### Assignment
Consider the listing below. Extract exactly the lines from the line containing "Create a circle" to the line containing "let d = (a - b).abs() % self.period;", both included.

(Records for processing begins)

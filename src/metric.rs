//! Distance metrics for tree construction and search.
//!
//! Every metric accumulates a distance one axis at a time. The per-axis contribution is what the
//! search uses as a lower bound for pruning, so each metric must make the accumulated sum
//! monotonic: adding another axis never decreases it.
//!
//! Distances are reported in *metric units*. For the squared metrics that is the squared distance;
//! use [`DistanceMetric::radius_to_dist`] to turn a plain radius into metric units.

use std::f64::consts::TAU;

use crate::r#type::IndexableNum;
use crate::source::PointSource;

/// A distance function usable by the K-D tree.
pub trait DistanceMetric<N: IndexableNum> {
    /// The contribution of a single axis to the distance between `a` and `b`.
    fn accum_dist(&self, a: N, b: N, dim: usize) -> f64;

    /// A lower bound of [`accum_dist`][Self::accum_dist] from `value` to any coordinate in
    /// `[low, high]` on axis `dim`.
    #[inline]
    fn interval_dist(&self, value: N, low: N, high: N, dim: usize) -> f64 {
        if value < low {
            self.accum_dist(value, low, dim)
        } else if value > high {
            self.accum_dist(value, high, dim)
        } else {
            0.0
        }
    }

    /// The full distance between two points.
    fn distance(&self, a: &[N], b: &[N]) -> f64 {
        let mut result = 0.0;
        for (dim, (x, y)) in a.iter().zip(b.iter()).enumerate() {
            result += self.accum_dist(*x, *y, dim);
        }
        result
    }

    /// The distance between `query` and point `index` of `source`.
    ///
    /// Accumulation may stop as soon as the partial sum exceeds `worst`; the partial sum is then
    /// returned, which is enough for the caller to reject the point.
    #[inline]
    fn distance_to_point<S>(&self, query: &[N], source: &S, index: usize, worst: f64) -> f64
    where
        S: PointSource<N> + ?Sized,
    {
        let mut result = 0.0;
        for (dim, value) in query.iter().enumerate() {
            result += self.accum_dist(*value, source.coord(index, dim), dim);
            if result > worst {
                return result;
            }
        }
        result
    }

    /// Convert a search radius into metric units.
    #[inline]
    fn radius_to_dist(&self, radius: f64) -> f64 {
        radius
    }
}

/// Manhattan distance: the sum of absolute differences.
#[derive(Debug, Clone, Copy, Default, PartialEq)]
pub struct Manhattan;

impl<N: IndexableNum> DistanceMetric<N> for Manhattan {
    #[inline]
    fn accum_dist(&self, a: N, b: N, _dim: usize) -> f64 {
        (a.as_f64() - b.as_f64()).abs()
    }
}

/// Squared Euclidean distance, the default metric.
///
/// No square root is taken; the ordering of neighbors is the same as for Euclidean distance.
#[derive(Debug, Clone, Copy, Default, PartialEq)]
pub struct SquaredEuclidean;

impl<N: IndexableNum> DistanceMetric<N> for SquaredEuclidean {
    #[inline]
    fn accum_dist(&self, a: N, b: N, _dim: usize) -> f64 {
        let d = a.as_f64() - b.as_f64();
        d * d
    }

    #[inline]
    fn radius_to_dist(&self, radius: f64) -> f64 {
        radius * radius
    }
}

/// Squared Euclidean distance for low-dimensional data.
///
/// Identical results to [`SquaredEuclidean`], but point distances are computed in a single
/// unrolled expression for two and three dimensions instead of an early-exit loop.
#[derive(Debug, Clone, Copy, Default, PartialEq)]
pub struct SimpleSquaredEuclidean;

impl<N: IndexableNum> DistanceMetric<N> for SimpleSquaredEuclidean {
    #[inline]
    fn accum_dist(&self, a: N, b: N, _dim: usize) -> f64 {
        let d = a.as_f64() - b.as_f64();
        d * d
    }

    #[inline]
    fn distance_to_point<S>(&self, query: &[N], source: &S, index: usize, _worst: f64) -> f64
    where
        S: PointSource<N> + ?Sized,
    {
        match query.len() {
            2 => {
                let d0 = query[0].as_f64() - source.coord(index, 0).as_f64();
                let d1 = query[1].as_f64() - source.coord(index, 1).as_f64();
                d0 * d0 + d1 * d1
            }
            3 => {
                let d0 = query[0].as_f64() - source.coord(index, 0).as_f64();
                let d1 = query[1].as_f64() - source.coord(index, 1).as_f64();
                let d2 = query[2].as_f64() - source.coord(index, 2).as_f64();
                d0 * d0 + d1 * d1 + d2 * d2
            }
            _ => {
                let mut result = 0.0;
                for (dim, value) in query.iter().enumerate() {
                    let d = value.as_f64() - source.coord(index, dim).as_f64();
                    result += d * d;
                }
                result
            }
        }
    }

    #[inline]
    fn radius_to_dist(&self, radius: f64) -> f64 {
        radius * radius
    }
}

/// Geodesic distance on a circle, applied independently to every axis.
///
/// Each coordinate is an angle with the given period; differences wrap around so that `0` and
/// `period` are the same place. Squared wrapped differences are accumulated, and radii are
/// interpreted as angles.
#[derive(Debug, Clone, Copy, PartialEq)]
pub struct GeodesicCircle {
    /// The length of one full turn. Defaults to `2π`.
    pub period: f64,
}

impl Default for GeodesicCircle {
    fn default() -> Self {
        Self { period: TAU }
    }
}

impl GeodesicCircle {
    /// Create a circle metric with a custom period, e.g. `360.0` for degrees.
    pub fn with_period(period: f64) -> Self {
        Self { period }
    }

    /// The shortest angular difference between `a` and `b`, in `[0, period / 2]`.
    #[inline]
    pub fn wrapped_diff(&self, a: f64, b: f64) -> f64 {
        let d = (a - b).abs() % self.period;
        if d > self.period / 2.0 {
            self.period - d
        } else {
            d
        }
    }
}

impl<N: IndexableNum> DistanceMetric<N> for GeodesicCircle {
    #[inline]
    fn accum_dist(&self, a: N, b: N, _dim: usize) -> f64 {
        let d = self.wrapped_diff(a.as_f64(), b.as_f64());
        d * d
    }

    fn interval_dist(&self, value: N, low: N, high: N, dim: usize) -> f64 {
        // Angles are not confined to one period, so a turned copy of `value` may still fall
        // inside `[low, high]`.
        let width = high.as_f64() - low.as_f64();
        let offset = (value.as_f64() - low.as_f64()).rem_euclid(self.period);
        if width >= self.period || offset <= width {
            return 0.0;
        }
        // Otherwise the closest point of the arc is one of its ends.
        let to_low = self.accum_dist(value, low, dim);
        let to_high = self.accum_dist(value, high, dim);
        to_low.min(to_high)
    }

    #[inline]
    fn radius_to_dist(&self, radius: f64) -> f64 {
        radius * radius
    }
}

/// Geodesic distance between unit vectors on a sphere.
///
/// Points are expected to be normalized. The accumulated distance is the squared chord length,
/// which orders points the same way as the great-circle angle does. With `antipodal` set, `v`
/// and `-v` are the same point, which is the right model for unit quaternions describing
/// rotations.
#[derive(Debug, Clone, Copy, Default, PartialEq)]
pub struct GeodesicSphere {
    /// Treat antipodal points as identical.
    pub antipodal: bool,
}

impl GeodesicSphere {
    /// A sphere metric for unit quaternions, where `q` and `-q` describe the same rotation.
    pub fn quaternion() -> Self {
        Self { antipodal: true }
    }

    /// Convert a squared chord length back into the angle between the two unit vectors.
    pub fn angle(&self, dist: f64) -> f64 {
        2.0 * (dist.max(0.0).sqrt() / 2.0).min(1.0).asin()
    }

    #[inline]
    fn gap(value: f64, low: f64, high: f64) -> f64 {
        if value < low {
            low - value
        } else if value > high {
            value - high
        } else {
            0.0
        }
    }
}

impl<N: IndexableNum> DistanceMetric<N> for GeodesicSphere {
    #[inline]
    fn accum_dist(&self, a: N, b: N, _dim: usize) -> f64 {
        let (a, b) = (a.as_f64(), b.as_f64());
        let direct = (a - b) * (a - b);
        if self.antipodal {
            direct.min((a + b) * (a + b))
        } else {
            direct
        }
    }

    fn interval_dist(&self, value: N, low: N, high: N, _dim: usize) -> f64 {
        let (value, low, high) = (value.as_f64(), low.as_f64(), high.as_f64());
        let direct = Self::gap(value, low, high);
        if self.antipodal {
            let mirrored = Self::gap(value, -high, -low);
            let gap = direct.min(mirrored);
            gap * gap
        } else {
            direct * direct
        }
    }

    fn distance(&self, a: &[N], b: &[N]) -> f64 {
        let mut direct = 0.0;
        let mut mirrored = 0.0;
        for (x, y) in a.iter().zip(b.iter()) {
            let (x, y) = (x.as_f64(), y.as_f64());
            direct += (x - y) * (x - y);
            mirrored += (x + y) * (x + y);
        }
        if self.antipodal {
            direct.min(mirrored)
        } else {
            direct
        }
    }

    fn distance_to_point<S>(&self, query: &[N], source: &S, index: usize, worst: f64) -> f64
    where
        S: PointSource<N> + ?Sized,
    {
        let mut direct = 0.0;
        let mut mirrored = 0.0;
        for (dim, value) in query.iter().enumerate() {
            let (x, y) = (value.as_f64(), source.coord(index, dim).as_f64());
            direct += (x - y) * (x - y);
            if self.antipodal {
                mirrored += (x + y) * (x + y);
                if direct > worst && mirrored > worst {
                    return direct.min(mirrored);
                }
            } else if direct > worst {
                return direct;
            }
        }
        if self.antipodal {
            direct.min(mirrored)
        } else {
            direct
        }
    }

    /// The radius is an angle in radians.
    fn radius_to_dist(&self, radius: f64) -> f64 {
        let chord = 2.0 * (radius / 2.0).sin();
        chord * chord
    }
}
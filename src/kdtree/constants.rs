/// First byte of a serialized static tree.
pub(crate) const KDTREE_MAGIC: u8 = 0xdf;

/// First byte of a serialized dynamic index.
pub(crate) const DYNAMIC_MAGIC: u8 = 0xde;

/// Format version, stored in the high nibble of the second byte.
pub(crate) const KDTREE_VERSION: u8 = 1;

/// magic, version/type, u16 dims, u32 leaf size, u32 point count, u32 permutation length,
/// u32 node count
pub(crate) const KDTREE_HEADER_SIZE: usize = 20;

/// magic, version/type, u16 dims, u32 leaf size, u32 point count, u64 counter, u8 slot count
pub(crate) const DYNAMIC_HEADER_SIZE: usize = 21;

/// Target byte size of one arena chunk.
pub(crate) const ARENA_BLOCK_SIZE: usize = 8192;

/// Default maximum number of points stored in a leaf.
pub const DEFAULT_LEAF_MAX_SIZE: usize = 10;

(Records for processing ends)

### Solution to this problem
    /// Create a circle metric with a custom period, e.g. `360.0` for degrees.
    pub fn with_period(period: f64) -> Self {
        Self { period }
    }

    /// The shortest angular difference between `a` and `b`, in `[0, period / 2]`.
    #[inline]
    pub fn wrapped_diff(&self, a: f64, b: f64) -> f64 {
        let d = (a - b).abs() % self.period;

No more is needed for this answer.